GnRHR, TWIST, and N-cadherin were detected at the invasive site of first-trimester human placenta. GnRH treatment significantly increased TWIST and N-cadherin expression in primary EVT as well as HTR-8/SVneo cells. Pretreatment with the GnRH receptor antagonist Antide attenuated the effects of GnRH on TWIST and N-cadherin expression. Invasive capacity of primary EVT and HTR-8/SVneo cell was reduced following siRNA-mediated knockdown of either TWIST or N-cadherin. Furthermore, by knocking down endogenous TWIST, the expression level of N-cadherin was reduced as well as GnRH-induced HTR-8/SVneo cell invasion. Treatment with GnRH induces AKT phosphorylation and Phosphoinositide3-kinase inhibitor LY294002 attenuates the effects of GnRH on TWIST and N-cadherin expression and trophoblastic cell invasion.
Our results suggest that GnRH acts via its receptor to induce AKT phosphorylation, which contributes to elevated TWIST expression. Increased levels of TWIST subsequently induce N-cadherin expression, which promotes human trophoblastic cell invasion in vitro.
促性腺激素释放激素(GnRH)及其受体(GnRHR)可促进滋养层细胞侵袭。

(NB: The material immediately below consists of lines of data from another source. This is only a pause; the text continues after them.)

//! Bearer token cache
//!
//! Holds the one token the process uses for every upstream call. Acquisition
//! goes through a single async gate, so concurrent callers that find the cache
//! empty wait for the in-progress fetch instead of starting their own.

use chrono::{DateTime, Utc};
use parking_lot::RwLock;
use serde::Serialize;
use std::future::Future;
use tokio::sync::Mutex;

use crate::error::Result;

/// A cached bearer token
#[derive(Debug, Clone, Serialize)]
pub struct SessionToken {
    #[serde(skip)]
    pub value: String,
    pub acquired_at: DateTime<Utc>,
}

#[derive(Debug, Default)]
pub struct Session {
    token: RwLock<Option<SessionToken>>,
    auth_gate: Mutex<()>,
}

impl Session {
    pub fn new() -> Self {
        Self::default()
    }

    /// Current token value, if one has been acquired
    pub fn current(&self) -> Option<String> {
        self.token.read().as_ref().map(|t| t.value.clone())
    }

    pub fn snapshot(&self) -> Option<SessionToken> {
        self.token.read().clone()
    }

    fn store(&self, value: String) {
        *self.token.write() = Some(SessionToken {
            value,
            acquired_at: Utc::now(),
        });
    }

    /// Return the cached token, running `fetch` only if there is none.
    ///
    /// No expiry check: a cached token is used for the life of the process.
    pub async fn get_or_fetch<F, Fut>(&self, fetch: F) -> Result<String>
    where
        F: FnOnce() -> Fut,
        Fut: Future<Output = Result<String>>,
    {
        if let Some(token) = self.current() {
            return Ok(token);
        }

        let _guard = self.auth_gate.lock().await;
        // Someone else may have finished while we waited on the gate.
        if let Some(token) = self.current() {
            return Ok(token);
        }

        let token = fetch().await?;
        self.store(token.clone());
        Ok(token)
    }

    /// Always run `fetch` and replace the cached token with its result.
    ///
    /// On failure the previous token stays in place.
    pub async fn refresh<F, Fut>(&self, fetch: F) -> Result<String>
    where
        F: FnOnce() -> Fut,
        Fut: Future<Output = Result<String>>,
    {
        let _guard = self.auth_gate.lock().await;
        let token = fetch().await?;
        self.store(token.clone());
        Ok(token)
    }
}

侵袭性滋养层细胞中早期发育相关转录因子TWIST和黏附分子N-钙黏蛋白水平升高,提示GnRH可能通过TWIST调控的N-钙黏蛋白途径促进滋养层细胞侵袭。
本研究旨在探讨GnRH对人滋养层细胞中TWIST和N-钙黏蛋白表达及侵袭能力的调控作用。
首先采用免疫组化法检测人孕早期绒毛膜中GnRHR、TWIST和N-钙黏蛋白的表达。用GnRH及其拮抗剂Antide处理原代绒毛外滋养层(EVT)细胞和永生化EVT细胞系HTR-8/SVneo细胞,检测GnRHR、TWIST和N-钙黏蛋白的表达水平。采用小干扰RNA策略研究TWIST和N-钙黏蛋白在基础状态及GnRH调控的滋养层细胞侵袭中的作用。采用基质胶介导的Transwell侵袭实验评估细胞侵袭能力。
在人孕早期胎盘的侵袭部位检测到GnRHR、TWIST和N-钙黏蛋白。GnRH处理显著增加原代EVT细胞及HTR-8/SVneo细胞中TWIST和N-钙黏蛋白的表达。用GnRH受体拮抗剂Antide预处理可减弱GnRH对TWIST和N-钙黏蛋白表达的影响。siRNA介导的TWIST或N-钙黏蛋白敲低后,原代EVT细胞及HTR-8/SVneo细胞的侵袭能力降低。此外,敲低内源性TWIST后,N-钙黏蛋白的表达水平降低,同时GnRH诱导的HTR-8/SVneo细胞侵袭也受到抑制。GnRH处理可诱导AKT磷酸化,磷脂酰肌醇-3激酶抑制剂LY294002可减弱GnRH对TWIST和N-钙黏蛋白表达及滋养层细胞侵袭的影响。
我们的结果提示,GnRH通过其受体诱导AKT磷酸化,这有助于TWIST表达升高。随后TWIST水平升高诱导N-钙黏蛋白表达,从而促进体外人滋养层细胞侵袭。